Managing Data Operating System
Also available as:
PDF
loading table of contents...

Configure GPU Scheduling and Isolation

On an Ambari cluster, you can configure GPU scheduling and isolation. On a non-Ambari cluster, you must configure certain properties in the capacity-scheduler.xml, resource-types.xml, and yarn-site.xml files. Currently only Nvidia GPUs are supported in YARN.

  • YARN NodeManager must be installed with the Nvidia drivers.
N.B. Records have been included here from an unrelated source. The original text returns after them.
//! Built-in agents and workflows

use crate::llm::ollama::DEFAULT_MODEL;
use crate::types::{Agent, AgentSettings, StepConfig, Workflow, CAPABILITY_RAG};
use std::collections::{BTreeSet, HashMap};

pub const LEGAL_RESEARCH: &str = "legal-research";
pub const DOCUMENT_ANALYZER: &str = "document-analyzer";
pub const CASE_STRATEGY: &str = "case-strategy";
pub const PETITION_WRITER: &str = "petition-writer";
pub const FULL_CASE_ANALYSIS: &str = "full-case-analysis";

fn agent(
    slug: &str,
    name: &str,
    description: &str,
    system_prompt: &str,
    capabilities: &[&str],
    tools: &[&str],
    config: AgentSettings,
) -> Agent {
    Agent {
        slug: slug.to_string(),
        name: name.to_string(),
        description: description.to_string(),
        model: DEFAULT_MODEL.to_string(),
        system_prompt: system_prompt.to_string(),
        capabilities: capabilities.iter().map(|c| c.to_string()).collect::<BTreeSet<_>>(),
        tools: tools.iter().map(|t| t.to_string()).collect(),
        config,
        is_active: true,
    }
}

pub fn builtin_agents() -> Vec<Agent> {
    vec![
        agent(
            LEGAL_RESEARCH,
            "Legal Research",
            "Researches legislation and case law for a legal question",
            "Você é um assistente de pesquisa jurídica especializado no direito brasileiro. \
             Responda com base na legislação e na jurisprudência, citando artigos, súmulas \
             e precedentes. Use as ferramentas de busca quando precisar de fontes e deixe \
             claro quando uma informação não foi encontrada.",
            &[CAPABILITY_RAG, "research"],
            &["search_legislation", "search_jurisprudence", "search_knowledge_base"],
            AgentSettings {
                max_tool_iterations: Some(3),
                temperature: Some(0.2),
                ..AgentSettings::default()
            },
        ),
        agent(
            DOCUMENT_ANALYZER,
            "Document Analyzer",
            "Extracts facts, parties, dates and risks from case documents",
            "Você analisa documentos jurídicos. Identifique partes, fatos relevantes, \
             datas, obrigações e riscos. Quando houver um documento anexado, extraia o \
             texto antes de analisar.",
            &["analysis"],
            &["extract_document_text", "get_client_info", "search_knowledge_base"],
            AgentSettings {
                temperature: Some(0.1),
                ..AgentSettings::default()
            },
        ),
        agent(
            CASE_STRATEGY,
            "Case Strategy",
            "Proposes a litigation strategy with deadlines and risks",
            "Você é um estrategista processual. A partir da pesquisa e da análise \
             recebidas, proponha teses, pedidos, riscos e próximos passos. Calcule \
             os prazos processuais relevantes.",
            &["strategy"],
            &["search_jurisprudence", "calculate_deadline", "get_client_info"],
            AgentSettings {
                temperature: Some(0.4),
                ..AgentSettings::default()
            },
        ),
        agent(
            PETITION_WRITER,
            "Petition Writer",
            "Drafts petitions from the facts and the chosen strategy",
            "Você redige peças processuais em português formal. Estruture a petição \
             com endereçamento, qualificação das partes, fatos, fundamentos jurídicos \
             e pedidos.",
            &[CAPABILITY_RAG, "drafting"],
            &["search_legislation", "search_jurisprudence", "calculate_deadline"],
            AgentSettings {
                temperature: Some(0.5),
                turn_timeout_secs: Some(180),
                ..AgentSettings::default()
            },
        ),
    ]
}

pub fn builtin_workflows() -> Vec<Workflow> {
    let mut steps = HashMap::new();
    steps.insert(
        LEGAL_RESEARCH.to_string(),
        StepConfig {
            instructions: Some(
                "Levante a legislação e a jurisprudência aplicáveis ao caso.".to_string(),
            ),
            max_tool_iterations: None,
        },
    );
    steps.insert(
        DOCUMENT_ANALYZER.to_string(),
        StepConfig {
            instructions: Some(
                "Analise os fatos do caso à luz da pesquisa anterior.".to_string(),
            ),
            max_tool_iterations: None,
        },
    );
    steps.insert(
        CASE_STRATEGY.to_string(),
        StepConfig {
            instructions: Some(
                "Proponha a estratégia processual com base na pesquisa e na análise.".to_string(),
            ),
            max_tool_iterations: None,
        },
    );

    vec![Workflow {
        slug: FULL_CASE_ANALYSIS.to_string(),
        name: "Full Case Analysis".to_string(),
        description: "Research, document analysis and strategy in sequence".to_string(),
        agent_sequence: vec![
            LEGAL_RESEARCH.to_string(),
            DOCUMENT_ANALYZER.to_string(),
            CASE_STRATEGY.to_string(),
        ],
        steps,
        is_active: true,
    }]
}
Enable GPU scheduling and isolation on an Ambari cluster

  1. Select YARN > CONFIGS on the Ambari dashboard.
  2. Click GPU Scheduling and Isolation under GPU.
  3. In the Absolute path of nvidia-smi on NodeManagers field, enter the absolute path to the nvidia-smi GPU discovery executable. For example, /usr/local/bin/nvidia-smi
  4. Click Save, and then restart all the cluster components that require a restart.
If the NodeManager fails to start, and you see the following error:
INFO  gpu.GpuDiscoverer (GpuDiscoverer.java:initialize(240)) - Trying to discover GPU information ...
WARN  gpu.GpuDiscoverer (GpuDiscoverer.java:initialize(247)) - Failed to discover GPU information from system, 
exception message:ExitCodeException exitCode=12:  continue... 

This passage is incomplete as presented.